Our Rituals, Our Music

Written by Dianne Gray for Room 217 Foundation/ Canada

It is an amazing thing how the threads of our simple rituals can become the very fabric that keeps us together when our lives seem to become unraveled.

Many of us as families have a routine with our kids at bedtime, one that at times is both sweet and exasperating, depending upon our own level of exhaustion at the time. Do you have a routine with your loved ones? For me, a daily event meant the singing of three bedtime songs to my then two-year-old son Austin. Now, if you’ve ever heard me sing, you would know this is not a good thing! He didn’t seem to mind my off-key voice, however, as he requested the same three songs night after night for as many years as I can remember: The Barney Song (his title for the I Love You song in the TV show), Twinkle Twinkle Little Star and the hymn, Amazing Grace.

For years, I continued to sing these songs to him when we would settle in for the night. Somehow, it just became "what we did" though the content of our days changed vastly once he was diagnosed with a rare genetic brain disease at the age of four. Shortly before his fifth birthday, Austin, a tan, blond-haired, green-eyed, bundle of love and energy, stopped walking. There were "signs" but nothing to indicate that the years of imbalance and falling down would lead to the inability to walk, crawl and eventually to move his arms and body. For us, our lives changed forever with the diagnosis of NBIA Disorders (Neurodegenerative Brain Iron Accumulation) on Christmas Eve, 1995. This horrid disease, the doctor told me, would rob him of his vision, and would eventually take his life, paralyzing him through the years, while leaving his cognitive abilities intact until the very end.

At nine years old, Austin lost the ability to speak. His once repetitive requests stopped, and the silence was deafening. So we filled the house with music: the same music I had danced with him to and that he would sing to.

 

He delighted in the songs of Garth Brooks, the Lion King soundtrack and Raffi, as well as the sounds of dolphins and babies. The music comforted both of us through his pain and intense muscle spasms that were strong enough to fracture his femur while lying in bed one Halloween night.

You may be asking about his medications after reading about such a horrible disease. There were plenty of them. Yet while they brought pain relief, they did not bring comfort. Eventually, while heavily sedated from morphine and several other drugs given every hour and a half, the physician mentioned that Austin was simply "not there mentally." That same week, Jona Kimbrough, a gifted contemporary Christian singer from our church, offered to play her guitar and sing to Austin every Wednesday in our home. The bond between the two of them became so strong, that Austin, while bedridden and unable to speak, would frown and moan when it was time for Jona to leave. During an especially difficult week for Austin, the physician decided that he simply “wasn’t there any longer.” Yet it was Wednesday, and Jona came to sing her songs.

She started with Amazing Grace, his favorite. Three bars into the hymn, he smiled sharing the most extraordinary and luminous smile. We knew then that he was indeed "there." Singing through tears, Jona continued, and we then knew in our hearts that the spirit of Austin would remain stronger than his disease ridden body ever would.

Austin passed away at the age of 14 on February 25, 2005 after a long and difficult struggle. The songs that became our ritual and guided us through pain are now the songs that make our hearts skip a beat in remembering our very special boy. Friends young and old have shared with me how they hear "his songs," feeling his spirit there at that moment. One of Austin’s closest friends, Melissa, called this summer, sharing her story of how during her visit to Notre Dame Cathedral in Paris, the choir began singing Amazing Grace – in English! She feels it was a message to her, from him, in a most incredible way.

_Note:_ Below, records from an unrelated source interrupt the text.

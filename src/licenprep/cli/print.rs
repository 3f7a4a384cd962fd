use chrono::{DateTime, Utc};
use colored::Colorize;
use licenprep::api::{CmdMessage, Dashboard, MessageLevel};
use licenprep::config::AppConfig;
use licenprep::faculty::{Bucket, FacultyBoard};
use licenprep::model::{Mcq, Settings, Textbook, TextbookStatus};
use licenprep::practice::PracticeSession;
use timeago::Formatter;
use unicode_width::{UnicodeWidthChar, UnicodeWidthStr};

const LINE_WIDTH: usize = 100;
const TIME_WIDTH: usize = 14;
const BAR_WIDTH: usize = 30;
const SYSTEM_WIDTH: usize = 18;

pub(super) fn print_messages(messages: &[CmdMessage]) {
    for message in messages {
        match message.level {
            MessageLevel::Info => println!("{}", message.content.dimmed()),
            MessageLevel::Success => println!("{}", message.content.green()),
            MessageLevel::Warning => println!("{}", message.content.yellow()),
            MessageLevel::Error => println!("{}", message.content.red()),
        }
    }
}

pub(super) fn print_dashboard(dashboard: &Dashboard) {
    println!("{} day streak", dashboard.streak.to_string().bold());
    println!();

    let accuracy = dashboard
        .accuracy
        .map(|a| format!("{:.0}%", a))
        .unwrap_or_else(|| "-".to_string());
    println!(
        "Questions answered  {}",
        dashboard.questions_answered.to_string().bold()
    );
    println!("Accuracy            {}", accuracy.bold());
    println!(
        "Study time          {}",
        format_minutes(dashboard.time_spent_minutes).bold()
    );
    println!(
        "Textbooks           {}/{} processed",
        dashboard.textbooks_processed, dashboard.textbooks_total
    );
    println!("Active questions    {}", dashboard.active_questions);
    println!("Pending review      {}", dashboard.pending_review);
    println!();

    for progress in &dashboard.system_progress {
        let name = pad_to_width(&progress.system, SYSTEM_WIDTH);
        println!(
            "  {}{} {:>3}%",
            name,
            progress_bar(progress.progress),
            progress.progress
        );
    }
}

pub(super) fn print_textbooks(textbooks: &[Textbook]) {
    if textbooks.is_empty() {
        println!("No textbooks uploaded.");
        return;
    }

    for textbook in textbooks {
        let status = match textbook.status {
            TextbookStatus::Processed => textbook.status.to_string().green(),
            TextbookStatus::Processing => textbook.status.to_string().yellow(),
            TextbookStatus::Failed => textbook.status.to_string().red(),
        };
        let status_width = textbook.status.to_string().width();
        let id = format!("{}  ", textbook.id);
        let pages = if textbook.pages > 0 {
            format!(" ({} pages)", textbook.pages)
        } else {
            String::new()
        };
        let label = format!("{}{}", textbook.title, pages);

        let fixed = id.width() + status_width + 2 + TIME_WIDTH;
        let available = LINE_WIDTH.saturating_sub(fixed);
        let label = truncate_to_width(&label, available);
        let padding = available.saturating_sub(label.width());

        println!(
            "{}{}{}  {}{}",
            id.dimmed(),
            label,
            " ".repeat(padding),
            status,
            format_time_ago(textbook.uploaded_at).dimmed()
        );
    }
}

/// One line per question: id, difficulty, category and a stem preview.
pub(super) fn print_question_list(questions: &[Mcq]) {
    if questions.is_empty() {
        println!("    {}", "(empty)".dimmed());
        return;
    }
    for mcq in questions {
        let prefix = format!("    {}  ", mcq.id);
        let tag = format!("[{} · {}] ", mcq.category, mcq.difficulty);
        let available = LINE_WIDTH.saturating_sub(prefix.width() + tag.width());
        let stem = truncate_to_width(&mcq.stem.replace('\n', " "), available);
        println!("{}{}{}", prefix.yellow(), tag.dimmed(), stem);
    }
}

pub(super) fn print_board(board: &FacultyBoard, only: Option<Bucket>) {
    for bucket in Bucket::ALL {
        if only.is_some_and(|b| b != bucket) {
            continue;
        }
        let heading = format!("{} ({})", bucket, board.bucket(bucket).len());
        let heading = match bucket {
            Bucket::Pending => heading.yellow().bold(),
            Bucket::Approved => heading.green().bold(),
            Bucket::Flagged => heading.red().bold(),
        };
        println!("{}", heading);
        print_question_list(board.bucket(bucket));
        println!();
    }
}

pub(super) fn print_settings(settings: &Settings, config: &AppConfig) {
    println!("model  = {}", settings.model_tier);
    println!("budget = {}", settings.token_budget);
    println!("theme  = {}", settings.theme);
    println!("api    = {}", config.api_base_url);
    match config.request_timeout_secs {
        Some(secs) => println!("timeout = {}s", secs),
        None => println!("timeout = none"),
    }
    println!(
        "{}",
        format!(
            "Estimated monthly cost: ${:.2}",
            settings.estimated_monthly_cost()
        )
        .dimmed()
    );
}

/// Render the current question, its options and, once answered, the
/// verdict and (if toggled on) the explanation.
pub(super) fn print_question(mcq: &Mcq, position: usize, total: usize, session: &PracticeSession) {
    println!();
    println!(
        "{} {}",
        format!("Question {}/{}", position + 1, total).bold(),
        format!("[{} · {}]", mcq.category, mcq.difficulty).dimmed()
    );
    println!("{}", mcq.stem);
    println!();

    for answer in &mcq.answers {
        let line = format!("  {}) {}", answer.id, answer.text);
        if !session.is_answered() {
            println!("{}", line);
        } else if answer.id == mcq.correct_answer {
            println!("{}", line.green());
        } else if session.selected_answer() == Some(answer.id.as_str()) {
            println!("{}", line.red());
        } else {
            println!("{}", line.dimmed());
        }
    }

    if session.is_answered() && session.show_explanation() {
        println!();
        println!("{} {}", "Explanation:".bold(), mcq.explanation);
    }
}

fn progress_bar(progress: u8) -> String {
    let filled = usize::from(progress) * BAR_WIDTH / 100;
    let bar = format!(
        "{}{}",
        "█".repeat(filled),
        "░".repeat(BAR_WIDTH.saturating_sub(filled))
    );
    match progress {
        0..=33 => bar.red().to_string(),
        34..=66 => bar.yellow().to_string(),
        _ => bar.green().to_string(),
    }
}

fn format_minutes(minutes: u32) -> String {
    format!("{}h {}m", minutes / 60, minutes % 60)
}

fn pad_to_width(s: &str, width: usize) -> String {
    let s = truncate_to_width(s, width);
    let padding = width.saturating_sub(s.width());
    format!("{}{}", s, " ".repeat(padding))
}

fn truncate_to_width(s: &str, max_width: usize) -> String {
    if s.width() <= max_width {
        return s.to_string();
    }

    let mut result = String::new();
    let mut current_width = 0;
    for c in s.chars() {
        let char_width = c.width().unwrap_or(0);
        if current_width + char_width > max_width.saturating_sub(1) {
            result.push('…');
            return result;
        }
        result.push(c);
        current_width += char_width;
    }

    result
}

fn format_time_ago(timestamp: DateTime<Utc>) -> String {
    let duration = Utc::now().signed_duration_since(timestamp);
    let time_str = Formatter::new().convert(duration.to_std().unwrap_or_default());
    format!("{:>width$}", time_str, width = TIME_WIDTH)
}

So it is in this spirit that I ask you to explore your own rituals with music, knowing that when our loved ones pass on, the music we share with them remains, no matter how far we feel we are from the journey we once shared. Perhaps the following lyrics from a song by Trisha Yearwood say it best:

The Song Remembers When
I was standing at the counter
I was waiting for the change
When I heard that old familiar music start
It was like a lighted match
Had been tossed into my soul
It was like a dam had broken in my heart

After taking every detour
Getting lost and losing track
So that even if I wanted
I could not find my way back
After driving out the memory
Of the way things might have been
After I'd forgotten all about us
The song remembers when

May music fill your heart with a recognition that simple words cannot, all the while creating an enduring fabric that becomes the tapestry that will unfold for rest of your life.